Karen Fister and her partner Christopher Hall acquired the fixer upper in Tills Street, Cairns in October 2011 with funds they borrowed from Westpac and a deposit supplied by Karen’s brother Andrew via a loan from their mother.

Andrew and wife Jodi took up occupation, took care of the monthly repayments and outgoings and made some improvements to the property.

The arrangement was undocumented and the parties fell into dispute when Karen and Christopher realised that the arrangement was hindering their borrowing capacity because Andrew and Jodi had failed to take out a loan of their own – as had been intended – to replace the Westpac loan.

That loan was only discharged when the home was sold in February 2018 by which time the parties had vastly different views as to how the $64k surplus sale proceeds should be distributed.

Those funds were paid into a trust account pending a court determination as to their relative entitlements.

Accountant Ken Hastings who examined the loan account transactions at Andrew and Jodi’s request identified drawdowns of $38k that were unrelated to the property.

They claimed a proprietary interest in the whole of the $64k surplus pursuant to either a common intention constructive trust or a failed joint-venture constructive trust. They also claimed the $38k as equitable damages.

Judge Tracy Fantin found in the District Court at Cairns that the objective of the arrangement was the acquisition of the property as a residence for Andrew and his family that would ultimately be wholly owned in law and equity by he and Jodi.
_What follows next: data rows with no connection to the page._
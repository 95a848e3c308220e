use std::fs;

use sticker_core::config::Config;
use sticker_core::logging::init_tracing;
use sticker_core::store::FileStore;
use sticker_core::{
  CellCoord,
  ChartState,
  Coordinator,
  DragStart,
  EntryBox
};
use tempfile::tempdir;

fn test_config() -> Config {
  let mut cfg = Config::defaults();
  cfg.apply_overrides(vec![(
    "rc.storage.key".to_string(),
    "flow-test".to_string()
  )]);
  init_tracing(&cfg).expect("init tracing");
  cfg
}

#[test]
fn chart_survives_reopen() {
  let temp = tempdir().expect("tempdir");
  let cfg = test_config();

  let mut chart =
    sticker_core::open(&cfg, Some(temp.path()))
      .expect("open chart");
  chart.set_child_name("Ada");
  chart.set_rows("4");
  chart.set_columns("4");

  let ids: Vec<_> = chart
    .view()
    .editor
    .iter()
    .map(|entry| entry.id)
    .collect();
  for id in &ids[3..] {
    chart.remove_task(*id);
  }
  chart.toggle_sticker(CellCoord::new(0, 0));
  chart.toggle_sticker(CellCoord::new(3, 3));
  let (saved, _) = chart.into_parts();

  assert!(temp.path().join("flow-test.json").exists());

  let reopened =
    sticker_core::open(&cfg, Some(temp.path()))
      .expect("reopen chart");
  assert_eq!(reopened.state(), &saved);
  assert_eq!(reopened.state().tasks.len(), 3);
  assert_eq!(reopened.state().stickers.len(), 2);
  assert_eq!(reopened.view().preview.title, "Ada's chart");
}

#[test]
fn corrupted_file_loads_defaults() {
  let temp = tempdir().expect("tempdir");
  fs::write(
    temp.path().join("sticker-chart-settings.json"),
    "]]] definitely not a chart"
  )
  .expect("write corrupt snapshot");

  let store =
    FileStore::open(temp.path(), "sticker-chart-settings")
      .expect("open store");
  let chart = Coordinator::load(store);
  assert_eq!(chart.state(), &ChartState::default());

  // the fallback is written back over the bad payload
  let raw = fs::read_to_string(
    temp.path().join("sticker-chart-settings.json")
  )
  .expect("read snapshot");
  assert!(raw.contains("\"stickerSymbol\""));
}

#[test]
fn hidden_stickers_come_back_after_regrow() {
  let temp = tempdir().expect("tempdir");
  let cfg = test_config();
  let mut chart =
    sticker_core::open(&cfg, Some(temp.path()))
      .expect("open chart");

  chart.set_rows("6");
  chart.set_columns("5");
  assert!(chart.toggle_sticker(CellCoord::new(5, 4)));
  chart.set_rows("3");
  chart.set_columns("3");
  assert_eq!(chart.view().grid.filled(), 0);

  drop(chart);
  let mut chart =
    sticker_core::open(&cfg, Some(temp.path()))
      .expect("reopen chart");
  chart.set_rows("6");
  chart.set_columns("5");
  assert!(
    chart
      .view()
      .grid
      .row(5)
      .get(4)
      .is_some_and(|cell| cell.filled)
  );
}

#[test]
fn cancelled_drag_still_commits_order() {
  let temp = tempdir().expect("tempdir");
  let cfg = test_config();
  let mut chart =
    sticker_core::open(&cfg, Some(temp.path()))
      .expect("open chart");

  let boxes: Vec<EntryBox> = chart
    .view()
    .editor
    .iter()
    .enumerate()
    .map(|(idx, entry)| {
      EntryBox::new(entry.id, idx as f64 * 20.0, 20.0)
    })
    .collect();
  let last = boxes[boxes.len() - 1].id;

  chart.press_handle(last, 110.0);
  assert_eq!(chart.begin_drag(last), DragStart::Started);
  chart.drag_over(0.0, &boxes);
  // pointer released outside the list: still a finish
  assert!(chart.end_drag());

  let reopened =
    sticker_core::open(&cfg, Some(temp.path()))
      .expect("reopen chart");
  assert_eq!(
    reopened.state().tasks.first().map(String::as_str),
    Some("Lights out on time")
  );
}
She concluded that Karen and Christopher therefore held the $64k surplus on trust for them but ruled they were not entitled to equitable damages because the accountant’s calculation did not take into account any disproportionate contributions.

On appeal by both parties, Justice Peter Davis in delivering the lead judgement observed that the basis of a common intention constructive trust “is a detrimental reliance by the claimant of the trust upon an actual or inferred common intention as to the claimant’s beneficial interest in property” where it would be an equitable fraud on the claimant to deny its interest in the property.

He also noted that a failed joint endeavour constructive trust is a remedial constructive trust – where property has been purchased and financial contributions have been made but the venture has failed – such that “equity will not permit a party to assert or retain the benefit of the relevant property to the extent it ought be unconscionable for him so to do”.

Because the arrangement did not provide for an immediate beneficial interest being conferred upon the occupants – as opposed to them being able to later acquire it later if they raised sufficient funds to pay out the mortgage – Justice Davis concluded that the trial judge erred in finding that a common intention constructive trust had been made out.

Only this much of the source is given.